You can verify the existing values of the above keys using 'sysctl net.ipv4.igmp_max_memberships'.

Upvotes: 3

nehtor.t
nehtor.t

Reputation: 609

An addition to the answer of Neelotpal:

This post includes a nice solution proposal with all options to check for this problem:

# Bigger buffers (to make 40Gb more practical).

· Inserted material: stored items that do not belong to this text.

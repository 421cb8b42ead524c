//! Symbol and security name normalisation.

use std::sync::OnceLock;

use regex::Regex;

/// Replace non-breaking spaces and trim.
pub fn clean_symbol(raw: &str) -> String {
    raw.replace('\u{a0}', " ").trim().to_string()
}

/// US listing ticker: one to five upper-case letters.
pub fn is_us_ticker(symbol: &str) -> bool {
    static PATTERN: OnceLock<Option<Regex>> = OnceLock::new();
    matches_pattern(&PATTERN, r"^[A-Z]{1,5}$", symbol)
}

/// International ETF holding ticker: letters, digits, dots and slashes.
pub fn is_holding_ticker(symbol: &str) -> bool {
    static PATTERN: OnceLock<Option<Regex>> = OnceLock::new();
    matches_pattern(&PATTERN, r"^[A-Z0-9./]{1,12}$", symbol)
}

fn matches_pattern(cell: &OnceLock<Option<Regex>>, pattern: &str, symbol: &str) -> bool {
    cell.get_or_init(|| Regex::new(pattern).ok())
        .as_ref()
        .map(|re| re.is_match(symbol))
        .unwrap_or(false)
}

/// Upper-case a security name and strip the configured suffixes, in order.
pub fn normalize_security_name(raw: &str, strip: &[&str]) -> String {
    let mut name = clean_symbol(raw).to_uppercase();
    for suffix in strip {
        name = name.replace(suffix, "");
    }
    name.trim().to_string()
}
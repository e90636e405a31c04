//! Collection framing (spec.md §4.H). A collection field is written as a kind tag, an element
//! (or key/value) count, and then the elements themselves — the element codec lives in
//! `writer.rs`/`reader.rs` since encoding a [`crate::value::Field`] can recurse into references,
//! which only those modules have the context (reference table, type table) to resolve.
//!
//! Grounded on the `gob-rs` port's slice/map framing (`other_examples/.../src-writer.rs.rs`),
//! adapted from its `Value` enum to this crate's `Field` enum.

use std::io::{Read, Write};

use crate::error::ReadError;
use crate::primitive::{read_uvarint, write_uvarint};

/// The three collection shapes spec.md §4.H distinguishes. `Set` is wire-identical to
/// `Sequence` (a length-prefixed run of elements) but is kept distinct so
/// [`crate::descriptor::FieldKind`] round-trips without ambiguity and so a future reader could
/// special-case set semantics (deduplication, order-independence) without a wire change.
#[derive(Debug, Copy, Clone, Eq, PartialEq)]
pub enum CollectionKind {
	Sequence,
	Mapping,
	Set,
}

impl CollectionKind {
	fn wire_tag(self) -> u8 {
		match self {
			CollectionKind::Sequence => 0,
			CollectionKind::Mapping => 1,
			CollectionKind::Set => 2,
		}
	}

	fn from_wire_tag(tag: u8) -> Result<Self, ReadError> {
		match tag {
			0 => Ok(CollectionKind::Sequence),
			1 => Ok(CollectionKind::Mapping),
			2 => Ok(CollectionKind::Set),
			_ => Err(ReadError::StreamCorrupted("unknown collection kind tag")),
		}
	}
}

/// An upper bound on element counts accepted on read, purely as a sanity backstop against a
/// corrupted or adversarial length prefix causing an unbounded allocation before the stream is
/// even validated further.
const MAX_ELEMENT_COUNT: u64 = 64 * 1024 * 1024;

pub fn write_preamble<W: Write>(w: &mut W, kind: CollectionKind, len: usize) -> std::io::Result<()> {
	w.write_all(&[kind.wire_tag()])?;
	write_uvarint(w, len as u64)
}

/// Reads the kind tag and element count, checking the count against [`MAX_ELEMENT_COUNT`].
/// `expected` (when given) additionally checks the tag matches the field's declared kind,
/// surfacing a `TypeStructureChanged`-adjacent mismatch as plain stream corruption instead of
/// silently reinterpreting the payload as a different shape.
pub fn read_preamble<R: Read>(r: &mut R, expected: Option<CollectionKind>) -> Result<(CollectionKind, usize), ReadError> {
	let mut tag = [0u8; 1];
	r.read_exact(&mut tag)?;
	let kind = CollectionKind::from_wire_tag(tag[0])?;
	if let Some(expected) = expected {
		if expected != kind {
			return Err(ReadError::StreamCorrupted("collection kind tag did not match the declared field kind"));
		}
	}
	let len = read_uvarint(r)?;
	if len > MAX_ELEMENT_COUNT {
		return Err(ReadError::StreamCorrupted("collection element count exceeds the sanity bound"));
	}
	Ok((kind, len as usize))
}

#[cfg(test)]
mod tests {
	use super::*;
	use std::io::Cursor;

	#[test]
	fn preamble_round_trips() {
		let mut buf = Vec::new();
		write_preamble(&mut buf, CollectionKind::Mapping, 3).unwrap();
		let mut cursor = Cursor::new(buf);
		let (kind, len) = read_preamble(&mut cursor, None).unwrap();
		assert_eq!(kind, CollectionKind::Mapping);
		assert_eq!(len, 3);
	}

	#[test]
	fn mismatched_expected_kind_is_rejected() {
		let mut buf = Vec::new();
		write_preamble(&mut buf, CollectionKind::Sequence, 0).unwrap();
		let mut cursor = Cursor::new(buf);
		assert!(matches!(
			read_preamble(&mut cursor, Some(CollectionKind::Set)),
			Err(ReadError::StreamCorrupted(_))
		));
	}

	#[test]
	fn absurd_length_is_rejected_before_allocation() {
		let mut buf = Vec::new();
		buf.push(CollectionKind::Sequence.wire_tag());
		write_uvarint(&mut buf, MAX_ELEMENT_COUNT + 1).unwrap();
		let mut cursor = Cursor::new(buf);
		assert!(matches!(read_preamble(&mut cursor, None), Err(ReadError::StreamCorrupted(_))));
	}
}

These are maximums, but the     default is unaffected.
net.core.wmem_max=268435456
net.core.rmem_max=268435456
net.core.netdev_max_backlog=10000

# Avoids problems with multicast traffic arriving on non-default interfaces
net.ipv4.conf.default.rp_filter=0
net.ipv4.conf.all.rp_filter=0

# Force IGMP v2 (required by CBF switch)
net.ipv4.conf.all.force_igmp_version=2
net.ipv4.conf.default.force_igmp_version=2

# Increase the ARP cache table
net.ipv4.neigh.default.gc_thresh3=4096
net.ipv4.neigh.default.gc_thresh2=2048
net.ipv4.neigh.default.gc_thresh1=1024

# Increase number of multicast groups permitted
net.ipv4.igmp_max_memberships=1024

I don't suggest to just blindly copy these values but to systematically test which one it is that is limiting your resources:

  1. use sysctl <property> to get the currently set value
  2. verify if the property is currently running at the limit by checking system stats
  3. change the configuration as described by Neelotpal with sysctl -w or by changing /etc/sysctl.conf directly and realoading it via sysctl -p

In my case increasing the net.ipv4.igmp_max_memberships did the trick:

  1. I checked the current value with sysctl net.ipv4.igmp_max_memberships which was 20
  2. I checked how many memberships there are with netstat -gn, realizing that my numerous docker containers take up most of that
  3. finally I increased value in syctl.conf, and it worked

And of course it is also good to read up on those properties to understand what they actually do, for example on sysctl-explorer.net.